[Collected data entries]
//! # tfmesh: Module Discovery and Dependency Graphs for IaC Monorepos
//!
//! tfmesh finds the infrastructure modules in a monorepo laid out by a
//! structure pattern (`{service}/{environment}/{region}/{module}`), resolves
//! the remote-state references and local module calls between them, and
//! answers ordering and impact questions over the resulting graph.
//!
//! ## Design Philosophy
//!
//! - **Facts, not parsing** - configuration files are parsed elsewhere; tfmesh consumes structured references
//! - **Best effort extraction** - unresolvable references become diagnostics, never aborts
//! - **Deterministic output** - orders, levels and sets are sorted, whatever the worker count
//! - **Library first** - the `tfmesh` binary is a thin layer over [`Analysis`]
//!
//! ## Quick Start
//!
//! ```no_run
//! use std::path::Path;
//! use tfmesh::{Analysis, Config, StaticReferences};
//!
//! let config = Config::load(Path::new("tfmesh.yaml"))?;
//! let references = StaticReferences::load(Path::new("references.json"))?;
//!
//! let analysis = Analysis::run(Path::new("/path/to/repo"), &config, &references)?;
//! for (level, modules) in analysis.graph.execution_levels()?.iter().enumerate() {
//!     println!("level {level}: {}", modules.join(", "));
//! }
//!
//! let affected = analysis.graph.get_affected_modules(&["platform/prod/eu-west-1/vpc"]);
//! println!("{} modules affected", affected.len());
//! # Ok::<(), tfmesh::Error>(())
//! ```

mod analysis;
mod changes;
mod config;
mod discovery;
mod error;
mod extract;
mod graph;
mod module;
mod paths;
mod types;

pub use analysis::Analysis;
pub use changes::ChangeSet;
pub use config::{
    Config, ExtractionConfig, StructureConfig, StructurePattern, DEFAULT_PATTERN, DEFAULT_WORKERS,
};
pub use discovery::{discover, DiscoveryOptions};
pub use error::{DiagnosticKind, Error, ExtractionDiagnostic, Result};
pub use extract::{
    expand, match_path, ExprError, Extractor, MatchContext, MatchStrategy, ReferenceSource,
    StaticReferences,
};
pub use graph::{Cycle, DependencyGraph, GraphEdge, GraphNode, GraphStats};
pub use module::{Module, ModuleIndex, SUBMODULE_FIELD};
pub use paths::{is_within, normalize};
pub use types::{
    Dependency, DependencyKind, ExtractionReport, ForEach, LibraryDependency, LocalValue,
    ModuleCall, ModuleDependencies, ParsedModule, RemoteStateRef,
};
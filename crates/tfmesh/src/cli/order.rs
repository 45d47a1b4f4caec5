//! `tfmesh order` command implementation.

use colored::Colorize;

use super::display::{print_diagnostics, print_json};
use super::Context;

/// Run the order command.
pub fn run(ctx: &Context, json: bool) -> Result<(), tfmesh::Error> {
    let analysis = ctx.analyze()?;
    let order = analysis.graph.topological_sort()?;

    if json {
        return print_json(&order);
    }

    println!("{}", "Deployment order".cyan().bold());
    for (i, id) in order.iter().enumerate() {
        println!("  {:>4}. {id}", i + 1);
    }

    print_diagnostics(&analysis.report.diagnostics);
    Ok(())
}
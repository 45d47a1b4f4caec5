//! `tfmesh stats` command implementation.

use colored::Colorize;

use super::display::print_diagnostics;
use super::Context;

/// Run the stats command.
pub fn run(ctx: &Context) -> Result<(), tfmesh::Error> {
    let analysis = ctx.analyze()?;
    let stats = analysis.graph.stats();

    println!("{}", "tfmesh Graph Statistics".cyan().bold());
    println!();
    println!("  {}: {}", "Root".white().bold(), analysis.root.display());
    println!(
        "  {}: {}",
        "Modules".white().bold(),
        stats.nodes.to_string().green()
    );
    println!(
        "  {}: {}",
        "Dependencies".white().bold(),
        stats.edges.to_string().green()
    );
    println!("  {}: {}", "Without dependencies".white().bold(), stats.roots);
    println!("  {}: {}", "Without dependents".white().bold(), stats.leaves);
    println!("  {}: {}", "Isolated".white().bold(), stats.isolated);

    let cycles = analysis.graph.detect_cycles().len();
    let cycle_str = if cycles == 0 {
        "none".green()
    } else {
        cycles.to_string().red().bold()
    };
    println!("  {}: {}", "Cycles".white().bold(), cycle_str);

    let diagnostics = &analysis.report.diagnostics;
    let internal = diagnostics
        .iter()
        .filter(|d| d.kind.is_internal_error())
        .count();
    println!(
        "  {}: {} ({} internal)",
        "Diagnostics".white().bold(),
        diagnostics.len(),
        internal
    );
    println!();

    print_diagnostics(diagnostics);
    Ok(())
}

> _BRIEF_:
Return the records in full, exactly as they read.

> _FINISHED TASK_:
//! # tfmesh: Module Discovery and Dependency Graphs for IaC Monorepos
//!
//! tfmesh finds the infrastructure modules in a monorepo laid out by a
//! structure pattern (`{service}/{environment}/{region}/{module}`), resolves
//! the remote-state references and local module calls between them, and
//! answers ordering and impact questions over the resulting graph.
//!
//! ## Design Philosophy
//!
//! - **Facts, not parsing** - configuration files are parsed elsewhere; tfmesh consumes structured references
//! - **Best effort extraction** - unresolvable references become diagnostics, never aborts
//! - **Deterministic output** - orders, levels and sets are sorted, whatever the worker count
//! - **Library first** - the `tfmesh` binary is a thin layer over [`Analysis`]
//!
//! ## Quick Start
//!
//! ```no_run
//! use std::path::Path;
//! use tfmesh::{Analysis, Config, StaticReferences};
//!
//! let config = Config::load(Path::new("tfmesh.yaml"))?;
//! let references = StaticReferences::load(Path::new("references.json"))?;
//!
//! let analysis = Analysis::run(Path::new("/path/to/repo"), &config, &references)?;
//! for (level, modules) in analysis.graph.execution_levels()?.iter().enumerate() {
//!     println!("level {level}: {}", modules.join(", "));
//! }
//!
//! let affected = analysis.graph.get_affected_modules(&["platform/prod/eu-west-1/vpc"]);
//! println!("{} modules affected", affected.len());
//! # Ok::<(), tfmesh::Error>(())
//! ```

mod analysis;
mod changes;
mod config;
mod discovery;
mod error;
mod extract;
mod graph;
mod module;
mod paths;
mod types;

pub use analysis::Analysis;
pub use changes::ChangeSet;
pub use config::{
    Config, ExtractionConfig, StructureConfig, StructurePattern, DEFAULT_PATTERN, DEFAULT_WORKERS,
};
pub use discovery::{discover, DiscoveryOptions};
pub use error::{DiagnosticKind, Error, ExtractionDiagnostic, Result};
pub use extract::{
    expand, match_path, ExprError, Extractor, MatchContext, MatchStrategy, ReferenceSource,
    StaticReferences,
};
pub use graph::{Cycle, DependencyGraph, GraphEdge, GraphNode, GraphStats};
pub use module::{Module, ModuleIndex, SUBMODULE_FIELD};
pub use paths::{is_within, normalize};
pub use types::{
    Dependency, DependencyKind, ExtractionReport, ForEach, LibraryDependency, LocalValue,
    ModuleCall, ModuleDependencies, ParsedModule, RemoteStateRef,
};
filename crates/tfmesh/src/cli/order.rs
repository 45d47a1b4f4caec5
//! `tfmesh order` command implementation.

use colored::Colorize;

use super::display::{print_diagnostics, print_json};
use super::Context;

/// Run the order command.
pub fn run(ctx: &Context, json: bool) -> Result<(), tfmesh::Error> {
    let analysis = ctx.analyze()?;
    let order = analysis.graph.topological_sort()?;

    if json {
        return print_json(&order);
    }

    println!("{}", "Deployment order".cyan().bold());
    for (i, id) in order.iter().enumerate() {
        println!("  {:>4}. {id}", i + 1);
    }

    print_diagnostics(&analysis.report.diagnostics);
    Ok(())
}
repository 45d47a1b4f4caec5
//! `tfmesh stats` command implementation.

use colored::Colorize;

use super::display::print_diagnostics;
use super::Context;

/// Run the stats command.
pub fn run(ctx: &Context) -> Result<(), tfmesh::Error> {
    let analysis = ctx.analyze()?;
    let stats = analysis.graph.stats();

    println!("{}", "tfmesh Graph Statistics".cyan().bold());
    println!();
    println!("  {}: {}", "Root".white().bold(), analysis.root.display());
    println!(
        "  {}: {}",
        "Modules".white().bold(),
        stats.nodes.to_string().green()
    );
    println!(
        "  {}: {}",
        "Dependencies".white().bold(),
        stats.edges.to_string().green()
    );
    println!("  {}: {}", "Without dependencies".white().bold(), stats.roots);
    println!("  {}: {}", "Without dependents".white().bold(), stats.leaves);
    println!("  {}: {}", "Isolated".white().bold(), stats.isolated);

    let cycles = analysis.graph.detect_cycles().len();
    let cycle_str = if cycles == 0 {
        "none".green()
    } else {
        cycles.to_string().red().bold()
    };
    println!("  {}: {}", "Cycles".white().bold(), cycle_str);

    let diagnostics = &analysis.report.diagnostics;
    let internal = diagnostics
        .iter()
        .filter(|d| d.kind.is_internal_error())
        .count();
    println!(
        "  {}: {} ({} internal)",
        "Diagnostics".white().bold(),
        diagnostics.len(),
        internal
    );
    println!();

    print_diagnostics(diagnostics);
    Ok(())
}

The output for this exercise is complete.